Only the lines from the top of the data through the line with "use crate::error::ConfigError;" should be repeated, each exactly as written.

--- START ---

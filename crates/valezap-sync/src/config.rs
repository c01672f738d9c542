//! Client configuration.
//!
//! Loaded from `VALEZAP_*` environment variables; the CLI layers its flags on
//! top. Unparseable numeric or boolean values fall back to their defaults.

use std::path::PathBuf;
use std::time::Duration;

use crate::error::ConfigError;

pub const DEFAULT_SERVER_URL: &str = "http://127.0.0.1:5000";
pub const DEFAULT_RECONNECT_DELAY: Duration = Duration::from_secs(4);
pub const DEFAULT_SEND_TIMEOUT: Duration = Duration::from_secs(30);
pub const DEFAULT_FAILURE_NOTICE: &str = "Could not send your message. Please try again shortly.";

pub const HISTORY_PATH: &str = "/api/messages";
pub const STREAM_PATH: &str = "/api/messages/stream";
pub const SEND_PATH: &str = "/functions/v1/webhook-valezap";

#[derive(Debug, Clone)]
pub struct ClientConfig {
    /// Base URL of the chat backend, e.g. `http://127.0.0.1:5000`.
    pub server_base_url: String,
    /// Sent as `x-api-key` on the send request. Empty means no header.
    pub api_key: String,
    /// Fixed pause between a live-stream failure and the next attempt.
    pub reconnect_delay: Duration,
    /// Upper bound on a send request; expiry counts as a transport failure.
    pub send_timeout: Duration,
    /// Re-fetch history after the live stream comes back.
    pub resync_on_reconnect: bool,
    /// Assistant-side text shown when a send fails.
    pub failure_notice: String,
    /// Holds the persisted player id and the logs directory.
    pub state_dir: PathBuf,
}

impl Default for ClientConfig {
    fn default() -> Self {
        Self {
            server_base_url: DEFAULT_SERVER_URL.to_string(),
            api_key: String::new(),
            reconnect_delay: DEFAULT_RECONNECT_DELAY,
            send_timeout: DEFAULT_SEND_TIMEOUT,
            resync_on_reconnect: true,
            failure_notice: DEFAULT_FAILURE_NOTICE.to_string(),
            state_dir: default_state_dir(),
        }
    }
}

impl ClientConfig {
    pub fn from_env() -> Result<Self, ConfigError> {
        Self::from_lookup(|key| std::env::var(key).ok())
    }

    /// Build from an arbitrary variable source.
    pub fn from_lookup<F>(lookup: F) -> Result<Self, ConfigError>
    where
        F: Fn(&str) -> Option<String>,
    {
        let defaults = Self::default();
        let non_empty = |key: &str| lookup(key).filter(|v| !v.trim().is_empty());

        let config = Self {
            server_base_url: non_empty("VALEZAP_SERVER_URL")
                .unwrap_or(defaults.server_base_url),
            api_key: lookup("VALEZAP_CLIENT_API_KEY").unwrap_or_default(),
            reconnect_delay: non_empty("VALEZAP_RECONNECT_DELAY_SECS")
                .and_then(|v| parse_secs(&v))
                .unwrap_or(defaults.reconnect_delay),
            send_timeout: non_empty("VALEZAP_SEND_TIMEOUT_SECS")
                .and_then(|v| parse_secs(&v))
                .filter(|d| !d.is_zero())
                .unwrap_or(defaults.send_timeout),
            resync_on_reconnect: non_empty("VALEZAP_RESYNC_ON_RECONNECT")
                .and_then(|v| parse_bool(&v))
                .unwrap_or(defaults.resync_on_reconnect),
            failure_notice: non_empty("VALEZAP_FAILURE_NOTICE")
                .unwrap_or(defaults.failure_notice),
            state_dir: non_empty("VALEZAP_STATE_DIR")
                .map(PathBuf::from)
                .unwrap_or(defaults.state_dir),
        };
        config.validate()?;
        Ok(config)
    }

    pub fn validate(&self) -> Result<(), ConfigError> {
        let url = self.server_base_url.trim();
        if !(url.starts_with("http://") || url.starts_with("https://")) {
            return Err(ConfigError::InvalidServerUrl(self.server_base_url.clone()));
        }
        Ok(())
    }

    /// Base URL without a trailing slash, ready for path concatenation.
    pub fn base_url(&self) -> &str {
        self.server_base_url.trim().trim_end_matches('/')
    }
}

pub fn default_state_dir() -> PathBuf {
    dirs::data_dir()
        .unwrap_or_else(|| PathBuf::from(".valezap"))
        .join("valezap")
}

fn parse_secs(raw: &str) -> Option<Duration> {
    raw.trim().parse::<u64>().ok().map(Duration::from_secs)
}

fn parse_bool(raw: &str) -> Option<bool> {
    match raw.trim().to_ascii_lowercase().as_str() {
        "1" | "true" | "yes" | "on" => Some(true),
        "0" | "false" | "no" | "off" => Some(false),
        _ => None,
    }
}

#[cfg(test)]
mod tests {
    use super::*;
    use std::collections::HashMap;

    fn config_from(pairs: &[(&str, &str)]) -> Result<ClientConfig, ConfigError> {
        let vars: HashMap<String, String> = pairs
            .iter()
            .map(|(k, v)| (k.to_string(), v.to_string()))
            .collect();
        ClientConfig::from_lookup(|key| vars.get(key).cloned())
    }

    #[test]
    fn defaults_when_nothing_is_set() {
        let config = config_from(&[]).unwrap();
        assert_eq!(config.server_base_url, DEFAULT_SERVER_URL);
        assert_eq!(config.reconnect_delay, Duration::from_secs(4));
        assert_eq!(config.send_timeout, Duration::from_secs(30));
        assert!(config.resync_on_reconnect);
        assert!(config.api_key.is_empty());
        assert_eq!(config.failure_notice, DEFAULT_FAILURE_NOTICE);
    }

    #[test]
    fn reads_overrides() {
        let config = config_from(&[
            ("VALEZAP_SERVER_URL", "https://chat.example.com/"),
            ("VALEZAP_CLIENT_API_KEY", "k-123"),
            ("VALEZAP_RECONNECT_DELAY_SECS", "9"),
            ("VALEZAP_SEND_TIMEOUT_SECS", "5"),
            ("VALEZAP_RESYNC_ON_RECONNECT", "off"),
            ("VALEZAP_STATE_DIR", "/tmp/vz"),
        ])
        .unwrap();
        assert_eq!(config.base_url(), "https://chat.example.com");
        assert_eq!(config.api_key, "k-123");
        assert_eq!(config.reconnect_delay, Duration::from_secs(9));
        assert_eq!(config.send_timeout, Duration::from_secs(5));
        assert!(!config.resync_on_reconnect);
        assert_eq!(config.state_dir, PathBuf::from("/tmp/vz"));
    }

    #[test]
    fn bad_numbers_fall_back_to_defaults() {
        let config = config_from(&[
            ("VALEZAP_RECONNECT_DELAY_SECS", "soon"),
            ("VALEZAP_SEND_TIMEOUT_SECS", "0"),
            ("VALEZAP_RESYNC_ON_RECONNECT", "maybe"),
        ])
        .unwrap();
        assert_eq!(config.reconnect_delay, DEFAULT_RECONNECT_DELAY);
        assert_eq!(config.send_timeout, DEFAULT_SEND_TIMEOUT);
        assert!(config.resync_on_reconnect);
    }

    #[test]
    fn rejects_non_http_url() {
        let err = config_from(&[("VALEZAP_SERVER_URL", "ftp://nope")]).unwrap_err();
        assert!(matches!(err, ConfigError::InvalidServerUrl(_)));
    }
}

--- END ---

__YOUR RESPONSE__
filename crates/valezap-sync/src/config.rs
repository c01672f738d9c542
//! Client configuration.
//!
//! Loaded from `VALEZAP_*` environment variables; the CLI layers its flags on
//! top. Unparseable numeric or boolean values fall back to their defaults.

use std::path::PathBuf;
use std::time::Duration;

use crate::error::ConfigError;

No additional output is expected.